## DATA TO EXAMINE
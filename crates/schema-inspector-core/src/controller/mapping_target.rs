use crate::schema::FieldCoordinate;
use crate::schema::OperationKind;
use crate::schema::SchemaTypeGraph;

/// The schema field a controller method is registered against.
///
/// Root operation fields are registered by operation rather than by type
/// name, so that a `schema { query: RootQuery }` override doesn't require
/// re-registering every query handler.
#[derive(Clone, Debug, Eq, Hash, PartialEq)]
pub enum MappingTarget {
    Field(FieldCoordinate),
    Operation {
        field_name: String,
        operation: OperationKind,
    },
}
impl MappingTarget {
    /// The coordinate this target refers to within `schema`.
    ///
    /// Operation targets for an operation the schema doesn't define fall back
    /// to the operation's conventional type name.
    pub fn coordinate(&self, schema: &SchemaTypeGraph) -> FieldCoordinate {
        match self {
            Self::Field(coordinate) => coordinate.to_owned(),
            Self::Operation { field_name, operation } => {
                let type_name = schema.root_operation_type(*operation)
                    .map(|obj| obj.name())
                    .unwrap_or(operation.default_type_name());
                FieldCoordinate::new(type_name, field_name.as_str())
            },
        }
    }

    pub fn field_name(&self) -> &str {
        match self {
            Self::Field(coordinate) => coordinate.field_name(),
            Self::Operation { field_name, .. } => field_name.as_str(),
        }
    }
}
impl std::fmt::Display for MappingTarget {
    fn fmt(&self, f: &mut std::fmt::Formatter<'_>) -> std::fmt::Result {
        match self {
            Self::Field(coordinate) => write!(f, "{coordinate}"),
            Self::Operation { field_name, operation } =>
                write!(f, "{}.{field_name}", operation.default_type_name()),
        }
    }
}
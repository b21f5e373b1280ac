use crate::loc;

/// A custom scalar declared with `scalar Name`. Built-in scalars are
/// represented directly as [`SchemaType`](crate::schema::SchemaType)
/// variants.
#[derive(Clone, Debug, PartialEq)]
pub struct ScalarType {
    pub(crate) def_location: loc::SourceLocation,
    pub(crate) name: String,
}
impl ScalarType {
    pub fn def_location(&self) -> &loc::SourceLocation {
        &self.def_location
    }

    pub fn name(&self) -> &str {
        self.name.as_str()
    }
}
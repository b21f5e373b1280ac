//! Resolution of handler method arguments from the values stashed in a
//! GraphQL request's local and global contexts.

mod argument_resolution_error;
mod argument_resolver;
mod argument_resolver_chain;
mod context_value_argument_resolver;
mod context_value_binding;
mod data_fetching_environment;
mod graphql_context;
mod local_context_value_argument_resolver;
mod method_parameter;

pub use argument_resolution_error::ArgumentResolutionError;
pub use argument_resolver::ArgumentResolver;
pub use argument_resolver_chain::ArgumentResolverChain;
pub use context_value_argument_resolver::ContextValueArgumentResolver;
pub use context_value_binding::ContextScope;
pub use context_value_binding::ContextValueBinding;
pub use data_fetching_environment::DataFetchingEnvironment;
pub use graphql_context::ContextValue;
pub use graphql_context::GraphQLContext;
pub use local_context_value_argument_resolver::LocalContextValueArgumentResolver;
pub use method_parameter::MethodParameter;
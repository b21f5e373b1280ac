use thiserror::Error;

#[derive(Clone, Debug, Error, PartialEq)]
pub enum HostTypeRefParseError {
    #[error("Empty type path in `{input}`")]
    EmptyPath {
        input: String,
    },

    #[error("`{wrapper}` expects exactly one type argument in `{input}`")]
    InvalidWrapperArity {
        input: String,
        wrapper: String,
    },

    #[error("Unexpected `{found}` at offset {offset} in `{input}`")]
    UnexpectedChar {
        found: char,
        input: String,
        offset: usize,
    },

    #[error("Unexpected end of input in `{input}`")]
    UnexpectedEnd {
        input: String,
    },
}
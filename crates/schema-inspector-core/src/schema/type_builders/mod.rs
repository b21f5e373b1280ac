mod enum_type_builder;
mod input_object_type_builder;
mod interface_type_builder;
mod object_type_builder;
mod scalar_type_builder;
mod type_builder;
mod union_type_builder;

pub(crate) use enum_type_builder::EnumTypeBuilder;
pub(crate) use input_object_type_builder::InputObjectTypeBuilder;
pub(crate) use interface_type_builder::InterfaceTypeBuilder;
pub(crate) use object_type_builder::ObjectTypeBuilder;
pub(crate) use scalar_type_builder::ScalarTypeBuilder;
pub(crate) use type_builder::TypeBuilder;
pub(crate) use type_builder::TypeBuilderHelpers;
pub(crate) use union_type_builder::UnionTypeBuilder;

## EXERCISE DETAILS
Please show every line of the records that holds the word "FieldCoordinate".

## ANSWER FOR THE TASK
use crate::schema::FieldCoordinate;
    Field(FieldCoordinate),
    pub fn coordinate(&self, schema: &SchemaTypeGraph) -> FieldCoordinate {
                FieldCoordinate::new(type_name, field_name.as_str())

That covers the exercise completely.